The insurer-specific results of the PRA Life Insurance Stress Test (LIST 2025) demonstrate a good degree of financial resilience across in-scope insurers, however, Lizzie Hawkins, insurer due diligence specialist in the Aon Risk Settlement Group, warns against drawing quick conclusions from the results.

On 24 November 2025, the PRA released results for each participating UK insurer, representing 11 of the largest UK life insurers active in the bulk purchase annuity (BPA) market.
LIST 2025 is the third time that the PRA has asked UK life insurers to participate in a stress testing exercise and the first under the new Solvency UK regulatory regime implemented in 2024.
Hawkins stressed that the nuances and limitations of the LIST exercise meant that Aon was not surprised to see some insurers seeming to fare better than others.
She said, “It is important to understand that insurers manage their capital position in the wider context of their business, including wider group support, other lines of business such as with-profits funds, and relying on management actions – which may not have been fully reflected under the parameters of LIST.
“Viewed simplistically, the apparent impact of the stresses on an insurer also depends on their starting solvency positions – which varied significantly at end 2024, from approximately 140% – 270%. Insurers starting from a higher initial position have generally seen a larger fall in solvency coverage – this is somewhat inevitable from the nature of the solvency coverage calculation.”
Hawkins noted that trustees and sponsors should treat the results as a useful additional tool for understanding the risks an insurer faces, but remember that it should only be one part of a wider insurer assessment.
Sam Matto-Willey, head of insurer due diligence in the Aon Risk Settlement Group, said the insurer-specific results also demonstrate the diversity of firms in the market, for example in relation to investment strategy.
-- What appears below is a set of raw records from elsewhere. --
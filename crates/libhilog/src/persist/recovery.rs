//! Crash-recovery metadata for persist jobs.
//!
//! After every rotation a job writes its parameters and current file
//! index to `<meta>/.persisterInfo_<id>.info`.  The file is a fixed
//! layout followed by an FNV-1a 64 checksum over those bytes; a file
//! whose checksum does not match is rejected so a job never resumes with
//! half-written parameters.
//!
//! ```text
//! 0   index:u32
//! 4   job_id:u32
//! 8   file_size:u32
//! 12  file_num:u32
//! 16  types:u16
//! 18  levels:u8
//! 19  compress_alg:u8
//! 20  file_path:[u8; 256]   NUL padded
//! 276 checksum:u64
//! ```

use crate::error::LogError;
use crate::protocol::control::PersistStartMsg;
use fnv::FnvHasher;
use std::fs;
use std::hash::Hasher;
use std::path::{Path, PathBuf};

pub const MAX_PATH_LEN: usize = 256;
const INFO_BODY_LEN: usize = 20 + MAX_PATH_LEN;
pub const INFO_FILE_LEN: usize = INFO_BODY_LEN + 8;

pub const INFO_FILE_PREFIX: &str = ".persisterInfo_";
pub const INFO_FILE_SUFFIX: &str = ".info";
pub const BUFFER_FILE_PREFIX: &str = ".persisterBuffer_";

pub fn info_path(meta_dir: &Path, job_id: u32) -> PathBuf {
    meta_dir.join(format!("{}{}{}", INFO_FILE_PREFIX, job_id, INFO_FILE_SUFFIX))
}

pub fn buffer_path(meta_dir: &Path, job_id: u32) -> PathBuf {
    meta_dir.join(format!("{}{}", BUFFER_FILE_PREFIX, job_id))
}

/// FNV-1a 64 over `bytes`.
pub fn checksum(bytes: &[u8]) -> u64 {
    let mut hasher = FnvHasher::default();
    hasher.write(bytes);
    hasher.finish()
}

#[derive(Clone, Debug, PartialEq, Eq)]
pub struct PersistRecoveryInfo {
    /// Index of the file currently being written.
    pub index: u32,
    /// The request the job was started with.
    pub msg: PersistStartMsg,
}

impl PersistRecoveryInfo {
    pub fn serialize(&self) -> Result<[u8; INFO_FILE_LEN], LogError> {
        let path = self.msg.file_path.as_bytes();
        if path.len() >= MAX_PATH_LEN {
            return Err(LogError::PersistFilePathInvalid);
        }
        let mut buf = [0u8; INFO_FILE_LEN];
        buf[0..4].copy_from_slice(&self.index.to_le_bytes());
        buf[4..8].copy_from_slice(&self.msg.job_id.to_le_bytes());
        buf[8..12].copy_from_slice(&self.msg.file_size.to_le_bytes());
        buf[12..16].copy_from_slice(&self.msg.file_num.to_le_bytes());
        buf[16..18].copy_from_slice(&self.msg.types.to_le_bytes());
        buf[18] = self.msg.levels;
        buf[19] = self.msg.compress_alg;
        buf[20..20 + path.len()].copy_from_slice(path);
        let sum = checksum(&buf[..INFO_BODY_LEN]);
        buf[INFO_BODY_LEN..].copy_from_slice(&sum.to_le_bytes());
        Ok(buf)
    }

    pub fn deserialize(buf: &[u8]) -> Result<Self, LogError> {
        if buf.len() != INFO_FILE_LEN {
            return Err(LogError::InvalidMessageLength);
        }
        let mut stored = [0u8; 8];
        stored.copy_from_slice(&buf[INFO_BODY_LEN..]);
        if u64::from_le_bytes(stored) != checksum(&buf[..INFO_BODY_LEN]) {
            return Err(LogError::Failed);
        }

        let u32_at = |off: usize| {
            let mut b = [0u8; 4];
            b.copy_from_slice(&buf[off..off + 4]);
            u32::from_le_bytes(b)
        };
        let path = crate::protocol::until_nul(&buf[20..INFO_BODY_LEN]);
        Ok(PersistRecoveryInfo {
            index: u32_at(0),
            msg: PersistStartMsg {
                job_id: u32_at(4),
                file_size: u32_at(8),
                file_num: u32_at(12),
                types: u16::from_le_bytes([buf[16], buf[17]]),
                levels: buf[18],
                compress_alg: buf[19],
                file_path: String::from_utf8_lossy(path).into_owned(),
            },
        })
    }

    /// Write through a temporary file and rename over the target.
    pub fn write_to(&self, path: &Path) -> Result<(), LogError> {
        let data = self.serialize()?;
        let mut tmp = path.as_os_str().to_owned();
        tmp.push(".tmp");
        let tmp = PathBuf::from(tmp);
        fs::write(&tmp, data)?;
        fs::rename(&tmp, path)?;
        Ok(())
    }

    pub fn read_from(path: &Path) -> Result<Self, LogError> {
        let data = fs::read(path)?;
        Self::deserialize(&data).inspect_err(|_| {
            log::warn!("Rejecting corrupt recovery file {}", path.display());
        })
    }
}

/// Every info file in `meta_dir`, sorted by name.
pub fn scan_info_files(meta_dir: &Path) -> Vec<PathBuf> {
    let Ok(entries) = fs::read_dir(meta_dir) else {
        return Vec::new();
    };
    let mut files: Vec<PathBuf> = entries
        .filter_map(|e| e.ok())
        .map(|e| e.path())
        .filter(|p| {
            p.file_name()
                .and_then(|n| n.to_str())
                .is_some_and(|n| n.starts_with(INFO_FILE_PREFIX) && n.ends_with(INFO_FILE_SUFFIX))
        })
        .collect();
    files.sort();
    files
}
He added that this reinforces the value to trustees and sponsors of informed due diligence advice, which analyses these differences to support decision-making.
“We welcome the PRA’s decision to publish insurer-specific results for the first time. We hope that in future exercises, further topical risks will continue to be modelled with granular disclosure of the results. An example of this could be the risks to insurers around the provision to schemes of solvency-based termination rights that the PRA has drawn attention to throughout 2025,” said Matto-Willey.